Last night Alyssa had a meltdown.. it started about dinner , but ended up how she has no friends in schoool. I really do try to help. Its hard that I had issues as well, and still, to this day, have issues (different than hers). Felix , now that I know him better , is not the social person I once thought he was. He couldnt care less though. Alyssa does. So the gene pool is not being kind to her in this regard. One thing is that when she has made friends she has driver them away with her anger/meltdown issues, or her inflexibility. She wants things her way and lets people know when she is not happy. Not a good way to make friends. I try to explain this to her. Then she is also picky about whom she wants as a friend. I did point out that she was invited over to someone's house and she said "I am their friend, but they are not my friend". Then she talks about how kids are being "mean to her", but cannot give examples, and mentions how it happened 3 months ago. I did give her one piece of advice. When they are outside at recess go find someone else that is "by themselves" and approach them. She cannot be the only one. She says she is... but..... Last night I also gave examples of other kids she has previously been friendly with, but she has no interest in being friends with them. So she is complaining , sad, but doesnt seem to do what is needed to fix it. I think we might have to work on being happy with how things are; might be a better route. She did see all her friends that she has from outside of school this week. (3 of them).

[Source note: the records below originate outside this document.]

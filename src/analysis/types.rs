//! Core data types for transaction log analysis.

use chrono::{DateTime, Utc};
use serde::{Deserialize, Serialize};

use crate::txlog::TxRecord;

/// Half-open time window `[start, end)`; `None` bounds are unbounded
#[derive(Debug, Clone, Copy, Default)]
pub struct TimeWindow {
    pub start: Option<DateTime<Utc>>,
    pub end: Option<DateTime<Utc>>,
}

impl TimeWindow {
    pub fn unbounded() -> Self {
        Self::default()
    }

    pub fn contains(&self, t: DateTime<Utc>) -> bool {
        if let Some(start) = self.start {
            if t < start {
                return false;
            }
        }
        if let Some(end) = self.end {
            if t >= end {
                return false;
            }
        }
        true
    }
}

/// Result of parsing one transaction log file
#[derive(Debug, Default)]
pub struct ParsedLog {
    /// Deduplicated records inside the window, in file order
    pub records: Vec<TxRecord>,
    pub malformed_lines: usize,
    pub outside_window: usize,
    /// Records dropped because their hash was already seen
    pub duplicates_dropped: usize,
}

/// Network-verified classification of one logged record
#[derive(Debug, Clone, Copy, PartialEq, Eq, Serialize, Deserialize)]
pub enum TxClass {
    /// Hash present and included in a block
    Confirmed,
    /// Hash present but not found / not yet included
    Unconfirmed,
    /// No hash was ever returned; the send itself failed
    FailedSent,
}

/// Counts for one (source shard, destination shard) bucket
#[derive(Debug, Clone, Serialize, Deserialize)]
pub struct ShardPairCounts {
    pub from_shard: u32,
    pub to_shard: u32,
    pub sent: usize,
    pub confirmed: usize,
    pub unconfirmed: usize,
    pub failed_sent: usize,
}

/// A failed send carried into the report for operator inspection
#[derive(Debug, Clone, Serialize, Deserialize)]
pub struct FailedSend {
    pub from: String,
    pub to: String,
    pub from_shard: u32,
    pub to_shard: u32,
    pub timestamp: DateTime<Utc>,
    #[serde(skip_serializing_if = "Option::is_none")]
    pub error: Option<String>,
}

/// Report metadata
#[derive(Debug, Clone, Serialize, Deserialize)]
pub struct ReportMetadata {
    pub generated_at: String,
    pub log_file: String,
    #[serde(skip_serializing_if = "Option::is_none")]
    pub window_start: Option<String>,
    #[serde(skip_serializing_if = "Option::is_none")]
    pub window_end: Option<String>,
}

/// Full verification report
#[derive(Debug, Clone, Serialize, Deserialize)]
pub struct VerificationReport {
    pub metadata: ReportMetadata,
    /// Unique transactions counted as sent (one per hash, plus failed sends)
    pub total_sent: usize,
    pub confirmed: usize,
    pub unconfirmed: usize,
    pub failed_sent: usize,
    pub duplicates_dropped: usize,
    pub malformed_lines: usize,
    pub by_shard_pair: Vec<ShardPairCounts>,
    pub failed: Vec<FailedSend>,
}

#[cfg(test)]
mod tests {
    use super::*;
    use chrono::TimeZone;

    #[test]
    fn test_window_is_half_open() {
        let start = Utc.with_ymd_and_hms(2026, 1, 1, 0, 0, 0).unwrap();
        let end = Utc.with_ymd_and_hms(2026, 1, 2, 0, 0, 0).unwrap();
        let window = TimeWindow {
            start: Some(start),
            end: Some(end),
        };

        assert!(window.contains(start));
        assert!(!window.contains(end));
        assert!(window.contains(start + chrono::Duration::hours(12)));
        assert!(!window.contains(start - chrono::Duration::seconds(1)));
    }

    #[test]
    fn test_unbounded_window_contains_everything() {
        let window = TimeWindow::unbounded();
        assert!(window.contains(Utc::now()));
    }
}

And lets not go down the path of the sleep issues. Its worse than a newborn. Its funny how when its a sat night or over break, how some nights she did sleep thru. So far no solutions on this one except meds, if I wanted to go that path.

Then there is Jack, who bucks authority. I need to get stricter with him. I tend to let him get away with stuff because at home he is so easy going.

not exactly a happy day for the levitt family.